Friday, April 03, 2009

Silk Purses and Sows Ears? Assessing the Quality of Public Library Statistics and Making the Most of Them: PLA Spring Symposium 2009 – Afternoon

Conundrum: is a library excellent because it is busy or is the library busy because it is excellent?

Measuring excellence is difficult.

Output statistics are not useless, but they cannot tell us about quality, excellence, or if there is a match between community need and services.

Interesting examples of use of data from the afternoon. One branch was looking at cutting. Circ per hour was same first hour or last hour, but all circ last hour was from one person, where there were many the first. Therefore closing last hour inconvenienced only one person. Or rearranged collection so easier to find, but while circ went up, reference questions went down (and patrons were more satisfied).

Cost benefit analysis has several advantages quantify monetary value of library services. How do you chose the economic value. Technical ideas: consumer surplus valuation; contingent valuation (how much would you pay for ... ) or Willingness to pay.

Select specific services delivered to specific audiences.

One advantage is that it is well known in the business community. It can be used over time for specific services or products. Cost can be high since it involves surveying the community. It is possible that you may choose and area to study, when you could be missing other areas which the community values more than you think.

Larry White

Estimated cost of performance assessment in Florida in 2000 was $16 million, but the state only gave $32 million in state aid, and therefore 1/4 to 1/2 of state aid was wasted.

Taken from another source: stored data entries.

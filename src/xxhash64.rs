pub const DIGEST_SIZE_BYTES: usize = 64 / 8;
pub const BLOCK_SIZE_BYTES: usize = 256 / 8;

const PRIME64_1: u64 = 0x9E3779B185EBCA87;
const PRIME64_2: u64 = 0xC2B2AE3D27D4EB4F;
const PRIME64_3: u64 = 0x165667B19E3779F9;
const PRIME64_4: u64 = 0x85EBCA77C2B2AE63;
const PRIME64_5: u64 = 0x27D4EB2F165667C5;

/// The streaming xxHash64 accumulator.
///
/// Input can arrive in arbitrary chunks: bytes that don't yet complete a
/// 32-byte block are held in an internal buffer and folded into the lanes
/// once the block fills. The digest is a pure read over the current state,
/// so it can be queried at any point of the stream, any number of times,
/// interleaved with further writes.
#[derive(Clone, Debug)]
pub struct XxHash64 {
    seed: u64,
    lanes: [u64; 4],
    total_len: u64,
    buf: [u8; BLOCK_SIZE_BYTES],
    buf_len: usize, // Always < BLOCK_SIZE_BYTES between calls.
}

impl XxHash64 {
    /// Creates an accumulator with seed 0.
    pub fn new() -> Self {
        Self::with_seed(0)
    }

    /// Creates an accumulator with the given seed.
    ///
    /// The seed perturbs the initial lane state and the digest of inputs
    /// shorter than one block, giving a distinct hash family per seed.
    pub fn with_seed(seed: u64) -> Self {
        let mut x = XxHash64 {
            seed,
            lanes: [0; 4],
            total_len: 0,
            buf: [0; BLOCK_SIZE_BYTES],
            buf_len: 0,
        };
        x.reset();
        x
    }

    /// Returns the accumulator to its initial state, keeping the seed.
    pub fn reset(&mut self) {
        self.lanes = [
            self.seed.wrapping_add(PRIME64_1).wrapping_add(PRIME64_2),
            self.seed.wrapping_add(PRIME64_2),
            self.seed,
            self.seed.wrapping_sub(PRIME64_1),
        ];
        self.total_len = 0;
        self.buf = [0; BLOCK_SIZE_BYTES];
        self.buf_len = 0;
    }

    /// Appends `input` to the logical stream.
    ///
    /// Returns the number of bytes consumed, which is always the full input
    /// length; there is no error condition.
    pub fn write(&mut self, input: &[u8]) -> usize {
        let len = input.len();
        self.total_len = self.total_len.wrapping_add(len as u64);

        // Input that doesn't complete a block is just stashed.
        if self.buf_len + len < BLOCK_SIZE_BYTES {
            self.buf[self.buf_len..self.buf_len + len].copy_from_slice(input);
            self.buf_len += len;
            return len;
        }

        let mut input = input;

        // Top up a partially filled buffer and fold it in.
        if self.buf_len > 0 {
            let fill = BLOCK_SIZE_BYTES - self.buf_len;
            self.buf[self.buf_len..].copy_from_slice(&input[..fill]);
            let block = self.buf;
            self.compress(&block);
            self.buf_len = 0;
            input = &input[fill..];
        }

        // Full blocks straight from the input.
        while input.len() >= BLOCK_SIZE_BYTES {
            let block = (&input[..BLOCK_SIZE_BYTES]).try_into().unwrap();
            self.compress(block);
            input = &input[BLOCK_SIZE_BYTES..];
        }

        // Whatever remains becomes the new tail.
        if !input.is_empty() {
            self.buf[..input.len()].copy_from_slice(input);
            self.buf_len = input.len();
        }

        len
    }

    fn compress(&mut self, block: &[u8; BLOCK_SIZE_BYTES]) {
        // Copy the block into the right layout.
        let words = [
            u64::from_le_bytes((&block[0..8]).try_into().unwrap()),
            u64::from_le_bytes((&block[8..16]).try_into().unwrap()),
            u64::from_le_bytes((&block[16..24]).try_into().unwrap()),
            u64::from_le_bytes((&block[24..32]).try_into().unwrap()),
        ];

        for i in 0..4 {
            self.lanes[i] = round(self.lanes[i], words[i]);
        }
    }

    /// Computes the digest of everything written so far.
    ///
    /// Pure read: the lanes, length, and buffered tail are untouched, so
    /// writes may continue afterwards as if this was never called. The
    /// buffered tail is re-mixed from the live buffer on every call.
    pub fn sum64(&self) -> u64 {
        let mut h = if self.total_len >= BLOCK_SIZE_BYTES as u64 {
            let mut acc = self.lanes[0]
                .rotate_left(1)
                .wrapping_add(self.lanes[1].rotate_left(7))
                .wrapping_add(self.lanes[2].rotate_left(12))
                .wrapping_add(self.lanes[3].rotate_left(18));

            for &lane in self.lanes.iter() {
                acc ^= round(0, lane);
                acc = acc.wrapping_mul(PRIME64_1).wrapping_add(PRIME64_4);
            }
            acc
        } else {
            // The lanes never absorbed anything.
            self.seed.wrapping_add(PRIME64_5)
        };

        h = h.wrapping_add(self.total_len);

        let mut tail = &self.buf[..self.buf_len];
        while tail.len() >= 8 {
            let w = u64::from_le_bytes((&tail[..8]).try_into().unwrap());
            h ^= round(0, w);
            h = h
                .rotate_left(27)
                .wrapping_mul(PRIME64_1)
                .wrapping_add(PRIME64_4);
            tail = &tail[8..];
        }
        if tail.len() >= 4 {
            let w = u32::from_le_bytes((&tail[..4]).try_into().unwrap()) as u64;
            h ^= w.wrapping_mul(PRIME64_1);
            h = h
                .rotate_left(23)
                .wrapping_mul(PRIME64_2)
                .wrapping_add(PRIME64_3);
            tail = &tail[4..];
        }
        for &byte in tail {
            h ^= (byte as u64).wrapping_mul(PRIME64_5);
            h = h.rotate_left(11).wrapping_mul(PRIME64_1);
        }

        h ^= h >> 33;
        h = h.wrapping_mul(PRIME64_2);
        h ^= h >> 29;
        h = h.wrapping_mul(PRIME64_3);
        h ^= h >> 32;

        h
    }

    /// Appends the 8 digest bytes, most significant first, to `prefix` and
    /// returns the combined buffer.
    pub fn sum(&self, mut prefix: Vec<u8>) -> Vec<u8> {
        prefix.extend_from_slice(&self.sum64().to_be_bytes());
        prefix
    }

    /// The digest as 16 lowercase hex characters.
    pub fn to_hex(&self) -> String {
        format!("{:016x}", self.sum64())
    }

    pub fn digest_size(&self) -> usize {
        DIGEST_SIZE_BYTES
    }

    pub fn block_size(&self) -> usize {
        BLOCK_SIZE_BYTES
    }

    /// One-shot hash with seed 0.
    pub fn hash(data: &[u8]) -> u64 {
        Self::hash_with_seed(data, 0)
    }

    /// One-shot hash with the given seed.
    pub fn hash_with_seed(data: &[u8], seed: u64) -> u64 {
        let mut x = Self::with_seed(seed);
        x.write(data);
        x.sum64()
    }
}

#[inline]
fn round(lane: u64, word: u64) -> u64 {
    lane.wrapping_add(word.wrapping_mul(PRIME64_2))
        .rotate_left(31)
        .wrapping_mul(PRIME64_1)
}

impl Default for XxHash64 {
    fn default() -> Self {
        Self::new()
    }
}

impl std::hash::Hasher for XxHash64 {
    fn write(&mut self, bytes: &[u8]) {
        XxHash64::write(self, bytes);
    }

    fn finish(&self) -> u64 {
        self.sum64()
    }
}

#[cfg(test)]
mod tests {
    use super::*;

    // Known-good xxHash64 digests, all with seed 0.
    // Lengths are chosen to land on every code path: each tail pass on its
    // own and combined, an exact block, and multi-block inputs with and
    // without ragged tails.
    const TEST_VECTORS: &[(&str, u64, &str)] = &[
        ("", 0xef46db3751d8e999, "ef46db3751d8e999"),
        ("a", 0xd24ec4f1a98c6e5b, "d24ec4f1a98c6e5b"),
        ("ab", 0x65f708ca92d04a61, "65f708ca92d04a61"),
        ("abc", 0x44bc2cf5ad770999, "44bc2cf5ad770999"),
        ("abcd", 0xde0327b0d25d92cc, "de0327b0d25d92cc"),
        ("abcde", 0x07e3670c0c8dc7eb, "07e3670c0c8dc7eb"),
        ("abcdef", 0xfa8afd82c423144d, "fa8afd82c423144d"),
        ("abcdefg", 0x1860940e2902822d, "1860940e2902822d"),
        ("abcdefgh", 0x3ad351775b4634b7, "3ad351775b4634b7"),
        ("abcdefghi", 0x27f1a34fdbb95e13, "27f1a34fdbb95e13"),
        ("abcdefghij", 0xd6287a1de5498bb2, "d6287a1de5498bb2"),
        ("abcdefghijkl", 0x4b09b7d3a233d4b3, "4b09b7d3a233d4b3"),
        ("abcdefghijklm", 0x934adbc0ebc51325, "934adbc0ebc51325"),
        ("abcdefghijklmnop", 0x71ce8137ca2dd53d, "71ce8137ca2dd53d"),
        ("abcdefghijklmnopq", 0x8feff49d8f62f402, "8feff49d8f62f402"),
        ("abcdefghijklmnopqrstuvwx", 0x0bec95e34669983b, "0bec95e34669983b"),
        (
            "abcdefghijklmnopqrstuvwxyz",
            0xcfe1f278fa89835c,
            "cfe1f278fa89835c",
        ),
        ("1", 0xb7b41276360564d4, "b7b41276360564d4"),
        ("123456", 0x2b2dc38aaa53c322, "2b2dc38aaa53c322"),
        ("123456789", 0x8cb841db40e6ae83, "8cb841db40e6ae83"),
        ("Hello, World!!", 0x2266b8937637bc8c, "2266b8937637bc8c"),
        (
            "Discard medicine more than two years old.",
            0x32740dc06f97c972,
            "32740dc06f97c972",
        ),
        (
            "He who has a shady past knows that nice guys finish last.",
            0x208697e054dcc560,
            "208697e054dcc560",
        ),
        (
            "There is no reason for any individual to have a computer in \
             their home. -Ken Olsen, 1977",
            0x7a62f82bb064224b,
            "7a62f82bb064224b",
        ),
        (
            "The fugacity of a constituent in a mixture of gases at a given \
             temperature is proportional to its mole fraction.  \
             Lewis-Randall Rule",
            0xc8d969ddc5fefc58,
            "c8d969ddc5fefc58",
        ),
    ];

    #[test]
    fn reference_vectors() {
        let mut x = XxHash64::new();
        for &(input, digest, hex) in TEST_VECTORS {
            x.reset();
            x.write(input.as_bytes());
            assert_eq!(x.sum64(), digest, "input {:?}", input);
            assert_eq!(x.to_hex(), hex, "input {:?}", input);
        }
    }

    #[test]
    fn one_shot_matches_streaming() {
        for &(input, digest, _) in TEST_VECTORS {
            assert_eq!(XxHash64::hash(input.as_bytes()), digest);
            assert_eq!(XxHash64::hash_with_seed(input.as_bytes(), 0), digest);
        }
    }

    #[test]
    fn chunking_is_invisible() {
        let input = b"The major problem is with sendmail.  -Mark Horton";
        let expected = XxHash64::hash(input);

        // Every split point, including the degenerate ones.
        for split in 0..=input.len() {
            let mut x = XxHash64::new();
            x.write(&input[..split]);
            x.write(&input[split..]);
            assert_eq!(x.sum64(), expected, "split at {}", split);
        }

        // Byte at a time.
        let mut x = XxHash64::new();
        for &byte in input.iter() {
            x.write(&[byte]);
        }
        assert_eq!(x.sum64(), expected);
    }

    #[test]
    fn block_boundary_crossing() {
        // 6 + 26 bytes crosses the 32-byte block boundary mid-write.
        let mut split = XxHash64::new();
        split.write(b"123456");
        split.write(b"abcdefghijklmnopqrstuvwxyz");

        let mut whole = XxHash64::new();
        whole.write(b"123456abcdefghijklmnopqrstuvwxyz");

        assert_eq!(split.sum64(), whole.sum64());
        assert_eq!(
            split.sum64(),
            XxHash64::hash(b"123456abcdefghijklmnopqrstuvwxyz")
        );
    }

    #[test]
    fn exact_block_fills() {
        let input: Vec<u8> = (0u8..96).collect();
        let expected = XxHash64::hash(&input);

        // Buffer filled to exactly 32 before the second write flushes it.
        let mut x = XxHash64::new();
        x.write(&input[..31]);
        x.write(&input[31..32]);
        x.write(&input[32..]);
        assert_eq!(x.sum64(), expected);

        // 16 + 16 + 64.
        let mut x = XxHash64::new();
        x.write(&input[..16]);
        x.write(&input[16..32]);
        x.write(&input[32..]);
        assert_eq!(x.sum64(), expected);
    }

    #[test]
    fn empty_writes_are_accepted() {
        let mut x = XxHash64::new();
        assert_eq!(x.write(b""), 0);
        assert_eq!(x.sum64(), 0xef46db3751d8e999);

        x.write(b"a");
        x.write(b"");
        assert_eq!(x.sum64(), 0xd24ec4f1a98c6e5b);
    }

    #[test]
    fn write_reports_bytes_consumed() {
        let mut x = XxHash64::new();
        assert_eq!(x.write(b"abc"), 3);
        assert_eq!(x.write(&[0u8; 100]), 100);
    }

    #[test]
    fn reset_restores_initial_state() {
        let mut x = XxHash64::with_seed(7);
        x.write(b"some junk that spans more than one block aaaaaaaaaaaaaa");
        x.reset();

        let fresh = XxHash64::with_seed(7);
        assert_eq!(x.sum64(), fresh.sum64());

        // And behaves like fresh under subsequent writes.
        let mut fresh = fresh;
        x.write(b"abcdefghijklmnopqrstuvwxyz");
        fresh.write(b"abcdefghijklmnopqrstuvwxyz");
        assert_eq!(x.sum64(), fresh.sum64());
    }

    #[test]
    fn digest_is_a_pure_read() {
        let mut x = XxHash64::new();
        x.write(b"abcdefghijklmnop");

        let first = x.sum64();
        for _ in 0..10 {
            assert_eq!(x.sum64(), first);
        }

        // Interleaved digests don't disturb later writes.
        x.write(b"qrstuvwxyz");
        assert_eq!(x.sum64(), XxHash64::hash(b"abcdefghijklmnopqrstuvwxyz"));
    }

    #[test]
    fn seed_selects_a_distinct_hash_family() {
        assert_ne!(XxHash64::hash_with_seed(b"", 1), XxHash64::hash(b""));
        assert_ne!(
            XxHash64::hash_with_seed(b"abc", 1),
            XxHash64::hash_with_seed(b"abc", 2)
        );

        // Seeded empty input takes the short path: seed + PRIME64_5,
        // then length add and final mix.
        let a = XxHash64::with_seed(0xdeadbeef).sum64();
        let b = XxHash64::with_seed(0xdeadbeef).sum64();
        assert_eq!(a, b);
    }

    #[test]
    fn sum_appends_big_endian_bytes() {
        let x = XxHash64::new();

        // Digest of the empty input is 0xef46db3751d8e999.
        assert_eq!(
            x.sum(Vec::new()),
            &[0xef, 0x46, 0xdb, 0x37, 0x51, 0xd8, 0xe9, 0x99]
        );

        // Prefix is preserved in front.
        assert_eq!(
            x.sum(vec![0xaa, 0xbb]),
            &[0xaa, 0xbb, 0xef, 0x46, 0xdb, 0x37, 0x51, 0xd8, 0xe9, 0x99]
        );
    }

    #[test]
    fn hex_matches_byte_rendering() {
        let mut x = XxHash64::new();
        for &(input, _, _) in TEST_VECTORS {
            x.reset();
            x.write(input.as_bytes());

            let hex = x.to_hex();
            assert_eq!(hex.len(), 16);

            let from_bytes: String =
                x.sum(Vec::new()).iter().map(|b| format!("{:02x}", b)).collect();
            assert_eq!(hex, from_bytes);
        }
    }

    #[test]
    fn size_reporters() {
        let x = XxHash64::new();
        assert_eq!(x.digest_size(), 8);
        assert_eq!(x.block_size(), 32);
    }

    #[test]
    fn std_hasher_impl() {
        use std::hash::Hasher;

        let mut x = XxHash64::new();
        Hasher::write(&mut x, b"abcdefghijklmnopqrstuvwxyz");
        assert_eq!(x.finish(), 0xcfe1f278fa89835c);

        // finish is non-destructive, like sum64.
        assert_eq!(x.finish(), x.sum64());
    }

    #[test]
    fn clone_snapshots_mid_stream() {
        let mut x = XxHash64::new();
        x.write(b"123456abcdefghijklmnopqrst");

        let snapshot = x.clone();
        x.write(b"uvwxyz");

        assert_eq!(snapshot.sum64(), XxHash64::hash(b"123456abcdefghijklmnopqrst"));
        assert_eq!(
            x.sum64(),
            XxHash64::hash(b"123456abcdefghijklmnopqrstuvwxyz")
        );
    }
}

Outcomes based performance measurement takes a long time to generate results...years.

Return on investment. Everyone hopes a high return on investment.

ROI is used by business. Happy stories and smiley kids did not work. Created an ROI. First year 6 to 1. Took a buck from commissioner, promised return. I created this (showed stats). Showed ROI, then told a story.
Combination of cost avoidance and return revenue wise. Used data from geneology/history room list, took local folks and multiplied by figures by tourism for local. Then estimated distant customers for overnight stays. Showed library accounted for $500,000 in tourism revenue. Then cost avoidance (average cost per book times number of circ -- because then people did not have to purchase).

Data mining for libraries gets to be an important role in the community. Need to use a combination of numbers and words in a creative fashion.

Can use it to justify what you want to do and to save what you want to do. It is scalable.

Lack of consensus in value and use. It is usually used defensively (preserving library funding) and reactively. We wait for disasters to tell the story.

Joe Matthews

Summer Reading Program

In Portland OR, 75,000 in program, raise $60K, fly family of 4 to Disney Land. Only 30% complete. Real outcome is improvement in reading level. Cost is high. Can be done with third party agency for confidentiality of kids.

Encourage to start thinking about outcome side of things do they spend more time reading, do they do better in school. One place does a survey of caregivers about perception of outcomes.

Statistics

Context, trends, history.

Age of collection as a stat.

Unintended consequences of performance measures
  • assessment process consequences (survey fatigue)
  • tactical process consequences
  • strategic process consequences
Assessment process consequences: changes in organizational culture; changes in operational processes; changes in organizational procedures/policies; technology’s impact. We can assess them more often, and faster, too! How far do we assess, what about the user of your web page in China who wants the Mandarin version of the page.

Tactical consequences: operational (how you work); systems (can create an 'us v. them'; can look at forest and forget the trees); financial (ten to one return speech -- loaned out to economic development dept.); service ("new Coke"); organizational impacts (can bring good things).

Strategic consequences occur over a long period of time. Operation supported an unethical behavior to support the need to constantly increase circulation. Problem where assessment drives the mission rather than the mission driving the assessment.

Final of the day: Management Frameworks (Joe Matthews)

Three Rs: Resources, Reach, and Results.

Resources: how much money do we need to achieve
Reach: who do we want and where
Results: What do we want and why

Choose only two or three measures. It is important to think about customer segments. (other than demographics) they come with different needs and with different expectations.

Performance Prism (see handout) used in England and New Zealand and Australia

Balanced Scorecard

Financial perspective: saving time, reducing costs, gnerating new revenues, share of the pie
(see hand out....)

Building a Library Balanced Scorecard: Mission and Vision Statements; Strategy -- how to reach the mission; select performance measures; set targets or goals; projects or initiatives

Strategic plans often do not use the word strategy. Most use one of two approaches: conserative, reachable, or the scientific wild ass guess approach, but you may want to have a BHAG.

The scorecard is usually created by a small group with the results shared with the stakeholders.